Data items
────────────────
/// Persistence layer
///
/// Repositories run parametrized SQL and own transaction boundaries. Each one
/// sits behind a trait so the service layer can be exercised against
/// in-memory doubles.
///
/// # Error messages
///
/// Every error carries the name of the repository operation that produced
/// it, e.g. `update: failed to get task from db: ...`.
///
/// # Example
///
/// ```no_run
/// use taskmanager_shared::repository::Repositories;
/// use sqlx::PgPool;
///
/// # async fn example(pool: PgPool) -> Result<(), Box<dyn std::error::Error>> {
/// let repos = Repositories::postgres(pool);
/// let tasks = repos.tasks.index(1).await?;
/// # Ok(())
/// # }
/// ```

use std::sync::Arc;

use async_trait::async_trait;
use sqlx::PgPool;

use crate::models::task::{NewTask, Task, UpdateTask};
use crate::models::user::{CreateUser, User};

pub mod task;
pub mod user;

#[cfg(test)]
pub(crate) mod memory;

pub use task::PgTaskRepository;
pub use user::PgUserRepository;

/// Error type for repository operations
#[derive(Debug, thiserror::Error)]
pub enum RepositoryError {
    #[error("{op}: task {id} not found")]
    NotFound { op: &'static str, id: i64 },

    /// Caller does not own the row it tried to modify
    #[error("{op}: user not authorized for this action")]
    Unauthorized { op: &'static str },

    #[error("{op}: email already registered")]
    DuplicateEmail { op: &'static str },

    #[error("{op}: {source}")]
    Database {
        op: &'static str,
        #[source]
        source: sqlx::Error,
    },
}

impl RepositoryError {
    /// Wraps a driver error with the operation name
    pub(crate) fn database(op: &'static str) -> impl FnOnce(sqlx::Error) -> Self {
        move |source| RepositoryError::Database { op, source }
    }

    pub fn is_not_found(&self) -> bool {
        matches!(self, RepositoryError::NotFound { .. })
    }

    pub fn is_unauthorized(&self) -> bool {
        matches!(self, RepositoryError::Unauthorized { .. })
    }
}

/// User persistence
#[async_trait]
pub trait UserRepository: Send + Sync {
    /// Inserts a user
    ///
    /// # Errors
    ///
    /// Returns `RepositoryError::DuplicateEmail` if the email is taken
    async fn create_user(&self, user: CreateUser) -> Result<User, RepositoryError>;

    async fn email_exists(&self, email: &str) -> Result<bool, RepositoryError>;

    async fn find_by_email(&self, email: &str) -> Result<Option<User>, RepositoryError>;
}

/// Task persistence
#[async_trait]
pub trait TaskRepository: Send + Sync {
    /// Inserts a task owned by `owner_id` inside a transaction
    async fn store(&self, owner_id: i64, task: NewTask) -> Result<Task, RepositoryError>;

    /// Locks, merges, checks ownership and writes a task in one transaction
    ///
    /// Returns the merged row without re-reading it.
    ///
    /// # Errors
    ///
    /// - `RepositoryError::NotFound` if the task does not exist
    /// - `RepositoryError::Unauthorized` if `caller_id` is not the owner
    async fn update(&self, caller_id: i64, update: UpdateTask) -> Result<Task, RepositoryError>;

    /// Loads a task regardless of owner
    async fn show(&self, id: i64) -> Result<Task, RepositoryError>;

    /// Lists a user's tasks ordered by id
    async fn index(&self, owner_id: i64) -> Result<Vec<Task>, RepositoryError>;

    async fn delete(&self, id: i64) -> Result<(), RepositoryError>;

    /// Returns false for missing tasks as well as foreign ones
    async fn is_task_owner(&self, user_id: i64, id: i64) -> Result<bool, RepositoryError>;
}

/// The repositories a service layer is built from
#[derive(Clone)]
pub struct Repositories {
    pub users: Arc<dyn UserRepository>,
    pub tasks: Arc<dyn TaskRepository>,
}

impl Repositories {
    /// PostgreSQL-backed repositories sharing one pool
    pub fn postgres(pool: PgPool) -> Self {
        Self {
            users: Arc::new(PgUserRepository::new(pool.clone())),
            tasks: Arc::new(PgTaskRepository::new(pool)),
        }
    }
}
────────────────
Required action — The response should consist of the number of lines in the data that hold the word "crate", with nothing added.

Expected answer — 4